• TASK INSTRUCTIONS:
Give, as a bare number, the count of lines below that contain "calls".

(Collected data entries)
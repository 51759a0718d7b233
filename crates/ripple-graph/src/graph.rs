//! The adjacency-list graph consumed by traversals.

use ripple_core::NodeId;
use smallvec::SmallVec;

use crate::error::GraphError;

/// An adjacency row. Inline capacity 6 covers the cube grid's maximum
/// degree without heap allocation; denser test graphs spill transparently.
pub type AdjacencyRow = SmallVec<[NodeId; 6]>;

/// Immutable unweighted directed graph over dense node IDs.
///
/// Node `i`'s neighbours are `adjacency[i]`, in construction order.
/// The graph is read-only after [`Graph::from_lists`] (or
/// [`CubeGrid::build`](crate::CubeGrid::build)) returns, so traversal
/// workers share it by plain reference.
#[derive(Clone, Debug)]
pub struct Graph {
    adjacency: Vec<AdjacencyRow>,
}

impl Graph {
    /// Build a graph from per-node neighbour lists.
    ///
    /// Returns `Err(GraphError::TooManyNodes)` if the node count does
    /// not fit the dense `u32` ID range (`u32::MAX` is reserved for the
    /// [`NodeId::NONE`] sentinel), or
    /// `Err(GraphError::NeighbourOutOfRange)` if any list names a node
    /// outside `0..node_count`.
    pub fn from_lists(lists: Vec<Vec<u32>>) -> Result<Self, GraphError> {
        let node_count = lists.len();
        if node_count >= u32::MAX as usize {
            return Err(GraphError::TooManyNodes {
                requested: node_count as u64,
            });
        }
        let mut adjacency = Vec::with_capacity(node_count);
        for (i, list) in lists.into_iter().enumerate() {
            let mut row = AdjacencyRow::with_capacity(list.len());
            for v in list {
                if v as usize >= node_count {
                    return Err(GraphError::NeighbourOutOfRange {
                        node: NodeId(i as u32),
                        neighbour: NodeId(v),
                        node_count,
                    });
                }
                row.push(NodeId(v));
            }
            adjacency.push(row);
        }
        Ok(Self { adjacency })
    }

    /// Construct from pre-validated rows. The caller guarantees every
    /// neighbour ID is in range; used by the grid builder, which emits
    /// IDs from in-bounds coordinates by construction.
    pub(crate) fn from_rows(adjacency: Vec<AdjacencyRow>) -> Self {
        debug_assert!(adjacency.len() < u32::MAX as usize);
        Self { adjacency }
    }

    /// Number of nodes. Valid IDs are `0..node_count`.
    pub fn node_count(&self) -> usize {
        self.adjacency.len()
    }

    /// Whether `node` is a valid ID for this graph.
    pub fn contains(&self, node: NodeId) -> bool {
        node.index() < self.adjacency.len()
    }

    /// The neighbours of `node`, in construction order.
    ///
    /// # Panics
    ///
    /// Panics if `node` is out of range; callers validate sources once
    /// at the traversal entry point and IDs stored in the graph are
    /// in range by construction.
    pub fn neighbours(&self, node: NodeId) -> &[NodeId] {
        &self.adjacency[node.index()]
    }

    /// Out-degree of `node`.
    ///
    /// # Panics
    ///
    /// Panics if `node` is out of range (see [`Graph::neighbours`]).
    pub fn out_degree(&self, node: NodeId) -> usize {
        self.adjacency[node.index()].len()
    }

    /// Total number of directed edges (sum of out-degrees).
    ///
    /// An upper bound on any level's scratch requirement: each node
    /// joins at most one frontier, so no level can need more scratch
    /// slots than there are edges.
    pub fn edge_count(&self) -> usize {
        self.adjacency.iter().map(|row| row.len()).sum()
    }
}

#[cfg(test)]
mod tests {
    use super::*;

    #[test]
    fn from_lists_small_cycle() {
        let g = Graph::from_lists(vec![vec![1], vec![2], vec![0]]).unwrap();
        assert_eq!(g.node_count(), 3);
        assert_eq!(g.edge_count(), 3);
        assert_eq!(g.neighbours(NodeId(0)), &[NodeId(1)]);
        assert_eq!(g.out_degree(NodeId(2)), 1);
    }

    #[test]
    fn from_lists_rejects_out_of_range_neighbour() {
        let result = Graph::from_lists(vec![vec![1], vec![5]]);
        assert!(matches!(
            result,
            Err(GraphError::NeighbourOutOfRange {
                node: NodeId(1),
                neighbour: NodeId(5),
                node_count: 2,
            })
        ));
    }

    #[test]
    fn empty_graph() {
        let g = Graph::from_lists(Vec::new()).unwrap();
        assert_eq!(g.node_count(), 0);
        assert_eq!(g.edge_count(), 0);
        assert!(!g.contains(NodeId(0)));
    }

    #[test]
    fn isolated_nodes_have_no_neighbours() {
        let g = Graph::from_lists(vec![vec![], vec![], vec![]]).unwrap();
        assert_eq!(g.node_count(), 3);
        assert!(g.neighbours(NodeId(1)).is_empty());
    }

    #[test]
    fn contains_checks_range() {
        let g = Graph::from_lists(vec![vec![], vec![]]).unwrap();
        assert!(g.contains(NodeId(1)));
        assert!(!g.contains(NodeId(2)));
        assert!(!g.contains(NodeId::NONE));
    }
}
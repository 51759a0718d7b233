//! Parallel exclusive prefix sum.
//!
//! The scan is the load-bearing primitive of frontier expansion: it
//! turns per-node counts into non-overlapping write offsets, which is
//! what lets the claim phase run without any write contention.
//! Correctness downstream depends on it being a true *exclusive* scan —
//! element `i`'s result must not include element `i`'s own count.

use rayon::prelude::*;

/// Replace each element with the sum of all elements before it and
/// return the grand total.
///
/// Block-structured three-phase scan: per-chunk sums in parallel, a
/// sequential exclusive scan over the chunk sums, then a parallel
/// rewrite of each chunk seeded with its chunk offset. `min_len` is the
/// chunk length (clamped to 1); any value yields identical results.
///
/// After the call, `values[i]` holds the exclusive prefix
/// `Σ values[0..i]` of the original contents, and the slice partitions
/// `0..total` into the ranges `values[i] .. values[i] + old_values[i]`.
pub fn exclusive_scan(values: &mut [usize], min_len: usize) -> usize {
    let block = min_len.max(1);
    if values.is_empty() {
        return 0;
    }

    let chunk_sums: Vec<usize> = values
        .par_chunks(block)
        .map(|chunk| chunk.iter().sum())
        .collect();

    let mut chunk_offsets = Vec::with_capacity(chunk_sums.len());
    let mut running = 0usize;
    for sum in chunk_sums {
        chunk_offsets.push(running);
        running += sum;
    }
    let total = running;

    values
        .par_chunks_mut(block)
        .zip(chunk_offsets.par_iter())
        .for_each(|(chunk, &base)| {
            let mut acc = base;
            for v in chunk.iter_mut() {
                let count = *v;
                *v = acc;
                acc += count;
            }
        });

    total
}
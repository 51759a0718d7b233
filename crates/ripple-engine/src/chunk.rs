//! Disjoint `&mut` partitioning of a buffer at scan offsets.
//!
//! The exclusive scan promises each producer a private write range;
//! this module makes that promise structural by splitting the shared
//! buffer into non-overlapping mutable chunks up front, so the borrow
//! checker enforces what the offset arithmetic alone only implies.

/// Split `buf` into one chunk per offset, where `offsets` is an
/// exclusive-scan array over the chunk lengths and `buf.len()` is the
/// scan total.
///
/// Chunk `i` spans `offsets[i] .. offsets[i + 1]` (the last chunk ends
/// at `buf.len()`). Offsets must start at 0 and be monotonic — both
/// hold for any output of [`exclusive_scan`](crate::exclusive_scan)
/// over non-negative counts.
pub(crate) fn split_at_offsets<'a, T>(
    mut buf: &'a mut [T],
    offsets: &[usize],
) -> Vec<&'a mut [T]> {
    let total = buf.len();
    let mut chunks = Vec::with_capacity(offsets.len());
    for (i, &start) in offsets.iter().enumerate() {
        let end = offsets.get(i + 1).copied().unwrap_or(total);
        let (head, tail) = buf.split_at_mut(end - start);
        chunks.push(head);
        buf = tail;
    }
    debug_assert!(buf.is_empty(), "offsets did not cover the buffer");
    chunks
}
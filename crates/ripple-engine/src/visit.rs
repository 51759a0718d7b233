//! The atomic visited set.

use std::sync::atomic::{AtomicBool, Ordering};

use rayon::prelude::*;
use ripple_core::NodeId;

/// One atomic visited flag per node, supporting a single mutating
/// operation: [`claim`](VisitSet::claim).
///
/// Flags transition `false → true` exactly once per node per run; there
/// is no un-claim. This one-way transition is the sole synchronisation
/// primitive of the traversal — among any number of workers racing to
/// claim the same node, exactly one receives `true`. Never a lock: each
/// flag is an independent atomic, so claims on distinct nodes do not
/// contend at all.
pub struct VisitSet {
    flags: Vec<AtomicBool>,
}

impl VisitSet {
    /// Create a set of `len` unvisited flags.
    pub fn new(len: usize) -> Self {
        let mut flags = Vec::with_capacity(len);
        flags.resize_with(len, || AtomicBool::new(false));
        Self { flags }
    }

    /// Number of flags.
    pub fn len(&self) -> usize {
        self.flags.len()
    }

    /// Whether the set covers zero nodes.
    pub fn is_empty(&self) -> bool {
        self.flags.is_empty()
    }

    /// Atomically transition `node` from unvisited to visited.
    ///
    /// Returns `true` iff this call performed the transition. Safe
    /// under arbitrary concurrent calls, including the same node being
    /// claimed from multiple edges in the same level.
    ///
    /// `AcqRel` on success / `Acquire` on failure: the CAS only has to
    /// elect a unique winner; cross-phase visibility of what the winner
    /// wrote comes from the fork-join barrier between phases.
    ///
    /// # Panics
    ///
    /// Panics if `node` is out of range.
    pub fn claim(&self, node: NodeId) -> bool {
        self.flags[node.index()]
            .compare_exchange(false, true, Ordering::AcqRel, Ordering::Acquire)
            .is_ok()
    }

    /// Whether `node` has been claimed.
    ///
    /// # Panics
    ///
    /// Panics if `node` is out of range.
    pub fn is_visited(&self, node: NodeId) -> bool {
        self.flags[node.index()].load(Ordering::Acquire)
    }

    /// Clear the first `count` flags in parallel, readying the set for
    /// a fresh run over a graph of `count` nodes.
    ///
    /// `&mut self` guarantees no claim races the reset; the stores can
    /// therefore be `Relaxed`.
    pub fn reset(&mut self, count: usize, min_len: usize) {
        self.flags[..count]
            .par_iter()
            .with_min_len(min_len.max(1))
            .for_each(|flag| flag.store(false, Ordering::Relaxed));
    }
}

...

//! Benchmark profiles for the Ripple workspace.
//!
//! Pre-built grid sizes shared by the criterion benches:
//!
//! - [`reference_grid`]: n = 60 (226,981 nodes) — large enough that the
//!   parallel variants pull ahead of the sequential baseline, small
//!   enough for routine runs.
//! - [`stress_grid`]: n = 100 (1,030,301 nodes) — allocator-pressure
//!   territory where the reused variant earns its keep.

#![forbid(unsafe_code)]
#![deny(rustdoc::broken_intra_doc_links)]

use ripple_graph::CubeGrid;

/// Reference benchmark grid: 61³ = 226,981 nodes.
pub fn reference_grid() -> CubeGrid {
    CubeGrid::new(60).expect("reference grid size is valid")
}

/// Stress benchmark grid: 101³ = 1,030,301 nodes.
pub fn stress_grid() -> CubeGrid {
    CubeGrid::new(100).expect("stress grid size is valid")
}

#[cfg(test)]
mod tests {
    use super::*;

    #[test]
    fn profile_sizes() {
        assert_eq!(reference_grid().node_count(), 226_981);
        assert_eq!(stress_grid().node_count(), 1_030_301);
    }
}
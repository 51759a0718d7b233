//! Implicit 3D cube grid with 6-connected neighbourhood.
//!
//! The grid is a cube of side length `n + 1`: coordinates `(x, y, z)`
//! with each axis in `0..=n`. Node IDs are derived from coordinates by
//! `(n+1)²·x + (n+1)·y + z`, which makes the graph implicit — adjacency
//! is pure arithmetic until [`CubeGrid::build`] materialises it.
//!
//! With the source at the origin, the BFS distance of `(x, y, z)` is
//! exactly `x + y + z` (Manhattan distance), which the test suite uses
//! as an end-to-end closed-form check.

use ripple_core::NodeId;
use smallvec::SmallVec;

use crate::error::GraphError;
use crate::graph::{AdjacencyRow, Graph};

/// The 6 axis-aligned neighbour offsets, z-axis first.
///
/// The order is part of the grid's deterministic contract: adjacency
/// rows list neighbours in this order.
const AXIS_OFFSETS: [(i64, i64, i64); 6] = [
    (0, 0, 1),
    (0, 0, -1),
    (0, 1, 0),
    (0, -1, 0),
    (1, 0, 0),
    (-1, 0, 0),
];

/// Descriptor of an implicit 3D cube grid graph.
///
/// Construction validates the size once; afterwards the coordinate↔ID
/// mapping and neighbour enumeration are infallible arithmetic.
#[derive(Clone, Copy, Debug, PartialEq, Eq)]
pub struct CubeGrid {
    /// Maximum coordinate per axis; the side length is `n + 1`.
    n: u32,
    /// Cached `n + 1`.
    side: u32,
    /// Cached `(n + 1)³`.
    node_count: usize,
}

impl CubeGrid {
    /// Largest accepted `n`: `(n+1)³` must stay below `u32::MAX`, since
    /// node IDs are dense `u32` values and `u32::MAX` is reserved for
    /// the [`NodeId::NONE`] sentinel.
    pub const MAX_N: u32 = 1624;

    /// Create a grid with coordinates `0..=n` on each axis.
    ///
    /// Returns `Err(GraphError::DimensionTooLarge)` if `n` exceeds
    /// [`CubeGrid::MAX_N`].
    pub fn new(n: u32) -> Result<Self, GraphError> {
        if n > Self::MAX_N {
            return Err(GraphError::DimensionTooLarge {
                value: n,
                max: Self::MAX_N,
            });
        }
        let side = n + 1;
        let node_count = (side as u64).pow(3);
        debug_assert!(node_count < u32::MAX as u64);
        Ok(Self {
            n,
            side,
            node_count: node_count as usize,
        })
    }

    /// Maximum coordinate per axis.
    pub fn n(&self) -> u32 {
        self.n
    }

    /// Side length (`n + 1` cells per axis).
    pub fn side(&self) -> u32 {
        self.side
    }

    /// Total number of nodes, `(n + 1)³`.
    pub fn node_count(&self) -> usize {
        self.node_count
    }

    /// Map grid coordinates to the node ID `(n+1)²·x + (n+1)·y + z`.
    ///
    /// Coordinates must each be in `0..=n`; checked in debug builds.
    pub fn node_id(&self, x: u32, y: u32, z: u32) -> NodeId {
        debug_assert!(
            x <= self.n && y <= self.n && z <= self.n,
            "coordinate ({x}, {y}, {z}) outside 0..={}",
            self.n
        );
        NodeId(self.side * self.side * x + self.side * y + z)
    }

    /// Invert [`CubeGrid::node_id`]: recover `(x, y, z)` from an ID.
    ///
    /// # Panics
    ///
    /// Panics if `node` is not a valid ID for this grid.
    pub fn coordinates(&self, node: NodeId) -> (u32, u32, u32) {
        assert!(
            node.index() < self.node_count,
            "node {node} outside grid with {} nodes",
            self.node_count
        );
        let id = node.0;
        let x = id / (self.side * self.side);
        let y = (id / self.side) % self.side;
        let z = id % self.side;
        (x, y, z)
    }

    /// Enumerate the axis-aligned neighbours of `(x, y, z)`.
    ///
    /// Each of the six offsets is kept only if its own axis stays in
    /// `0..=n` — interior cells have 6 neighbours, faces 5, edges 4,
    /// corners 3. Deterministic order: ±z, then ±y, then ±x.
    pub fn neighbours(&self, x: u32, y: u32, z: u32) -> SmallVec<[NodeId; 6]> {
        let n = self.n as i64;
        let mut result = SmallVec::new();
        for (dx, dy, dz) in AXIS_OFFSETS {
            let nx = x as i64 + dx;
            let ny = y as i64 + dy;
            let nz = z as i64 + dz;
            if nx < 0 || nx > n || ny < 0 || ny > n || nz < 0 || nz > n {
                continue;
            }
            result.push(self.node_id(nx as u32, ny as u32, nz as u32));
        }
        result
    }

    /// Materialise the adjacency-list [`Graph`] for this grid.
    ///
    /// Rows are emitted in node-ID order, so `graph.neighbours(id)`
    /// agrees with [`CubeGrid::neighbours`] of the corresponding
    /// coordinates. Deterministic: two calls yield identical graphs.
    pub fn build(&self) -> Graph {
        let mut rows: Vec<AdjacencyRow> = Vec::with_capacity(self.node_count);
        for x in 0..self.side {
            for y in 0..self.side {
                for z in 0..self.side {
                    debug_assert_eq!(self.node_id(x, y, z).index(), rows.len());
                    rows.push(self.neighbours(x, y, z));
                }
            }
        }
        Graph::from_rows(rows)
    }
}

==

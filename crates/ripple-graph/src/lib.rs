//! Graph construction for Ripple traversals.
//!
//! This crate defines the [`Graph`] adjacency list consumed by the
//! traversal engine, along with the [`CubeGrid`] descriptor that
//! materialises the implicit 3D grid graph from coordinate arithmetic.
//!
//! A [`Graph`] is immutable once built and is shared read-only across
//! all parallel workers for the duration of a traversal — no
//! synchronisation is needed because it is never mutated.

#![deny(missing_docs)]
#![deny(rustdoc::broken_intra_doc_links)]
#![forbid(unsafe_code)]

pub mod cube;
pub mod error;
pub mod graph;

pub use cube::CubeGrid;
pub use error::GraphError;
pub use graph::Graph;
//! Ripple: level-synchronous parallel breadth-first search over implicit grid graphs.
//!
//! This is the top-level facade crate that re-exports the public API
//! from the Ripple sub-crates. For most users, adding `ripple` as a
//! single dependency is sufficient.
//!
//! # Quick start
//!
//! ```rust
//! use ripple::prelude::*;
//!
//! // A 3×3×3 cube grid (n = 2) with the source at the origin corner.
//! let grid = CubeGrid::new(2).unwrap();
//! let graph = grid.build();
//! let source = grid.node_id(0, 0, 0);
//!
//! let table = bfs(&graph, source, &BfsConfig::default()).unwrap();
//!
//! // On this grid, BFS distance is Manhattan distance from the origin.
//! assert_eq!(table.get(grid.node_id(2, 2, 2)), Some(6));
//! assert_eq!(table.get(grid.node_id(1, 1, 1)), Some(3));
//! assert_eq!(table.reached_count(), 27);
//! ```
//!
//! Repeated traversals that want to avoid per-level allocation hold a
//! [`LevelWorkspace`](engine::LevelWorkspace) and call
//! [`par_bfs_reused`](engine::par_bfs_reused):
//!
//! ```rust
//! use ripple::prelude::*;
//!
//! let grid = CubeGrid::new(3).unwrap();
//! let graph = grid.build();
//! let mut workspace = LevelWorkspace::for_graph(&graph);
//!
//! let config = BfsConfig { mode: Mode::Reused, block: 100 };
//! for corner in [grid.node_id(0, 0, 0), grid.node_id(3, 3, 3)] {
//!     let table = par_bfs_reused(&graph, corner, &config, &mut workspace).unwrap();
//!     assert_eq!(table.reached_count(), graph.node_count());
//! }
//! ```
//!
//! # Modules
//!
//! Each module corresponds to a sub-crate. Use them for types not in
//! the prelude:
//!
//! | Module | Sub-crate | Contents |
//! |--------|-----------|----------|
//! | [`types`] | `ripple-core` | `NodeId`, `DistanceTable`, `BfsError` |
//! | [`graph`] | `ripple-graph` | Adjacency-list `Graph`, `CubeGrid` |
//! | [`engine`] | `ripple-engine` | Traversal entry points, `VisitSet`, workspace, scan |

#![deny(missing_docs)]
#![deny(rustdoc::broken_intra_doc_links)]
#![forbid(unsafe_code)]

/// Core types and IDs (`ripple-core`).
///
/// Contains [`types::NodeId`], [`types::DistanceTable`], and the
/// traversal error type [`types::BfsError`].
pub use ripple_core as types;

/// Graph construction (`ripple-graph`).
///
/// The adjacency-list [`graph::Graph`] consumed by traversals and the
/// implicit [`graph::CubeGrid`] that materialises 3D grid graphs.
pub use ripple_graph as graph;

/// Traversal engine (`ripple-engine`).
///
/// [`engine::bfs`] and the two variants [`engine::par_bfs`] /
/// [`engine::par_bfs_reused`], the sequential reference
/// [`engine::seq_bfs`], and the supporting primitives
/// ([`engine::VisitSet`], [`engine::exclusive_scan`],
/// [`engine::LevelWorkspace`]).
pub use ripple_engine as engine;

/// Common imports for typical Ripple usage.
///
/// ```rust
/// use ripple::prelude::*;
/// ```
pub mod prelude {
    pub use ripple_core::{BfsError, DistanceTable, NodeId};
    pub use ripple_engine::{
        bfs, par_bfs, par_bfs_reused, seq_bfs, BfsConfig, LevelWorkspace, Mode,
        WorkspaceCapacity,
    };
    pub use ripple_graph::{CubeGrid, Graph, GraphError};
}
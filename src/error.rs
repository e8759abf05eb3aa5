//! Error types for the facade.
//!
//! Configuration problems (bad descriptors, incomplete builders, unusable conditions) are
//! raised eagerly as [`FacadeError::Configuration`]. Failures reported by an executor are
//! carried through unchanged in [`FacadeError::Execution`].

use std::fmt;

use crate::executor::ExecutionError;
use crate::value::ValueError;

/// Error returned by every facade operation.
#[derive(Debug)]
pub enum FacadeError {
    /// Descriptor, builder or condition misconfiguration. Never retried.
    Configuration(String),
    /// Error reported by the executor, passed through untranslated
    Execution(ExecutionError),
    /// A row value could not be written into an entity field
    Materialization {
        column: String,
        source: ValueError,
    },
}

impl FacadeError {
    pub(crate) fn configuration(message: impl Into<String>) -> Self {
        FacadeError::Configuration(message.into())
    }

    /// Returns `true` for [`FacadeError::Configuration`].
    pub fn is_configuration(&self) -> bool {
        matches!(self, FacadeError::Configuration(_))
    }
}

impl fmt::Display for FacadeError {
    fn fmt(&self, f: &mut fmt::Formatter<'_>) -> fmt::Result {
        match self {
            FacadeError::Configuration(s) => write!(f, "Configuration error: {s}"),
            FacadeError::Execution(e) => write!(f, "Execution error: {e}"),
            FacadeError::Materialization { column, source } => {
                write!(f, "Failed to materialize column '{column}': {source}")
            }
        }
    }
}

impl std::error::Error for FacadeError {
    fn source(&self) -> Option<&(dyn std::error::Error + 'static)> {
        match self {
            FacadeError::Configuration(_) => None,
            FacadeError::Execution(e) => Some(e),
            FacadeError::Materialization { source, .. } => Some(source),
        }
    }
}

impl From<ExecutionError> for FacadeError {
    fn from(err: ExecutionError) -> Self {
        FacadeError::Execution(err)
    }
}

• REPLY:
2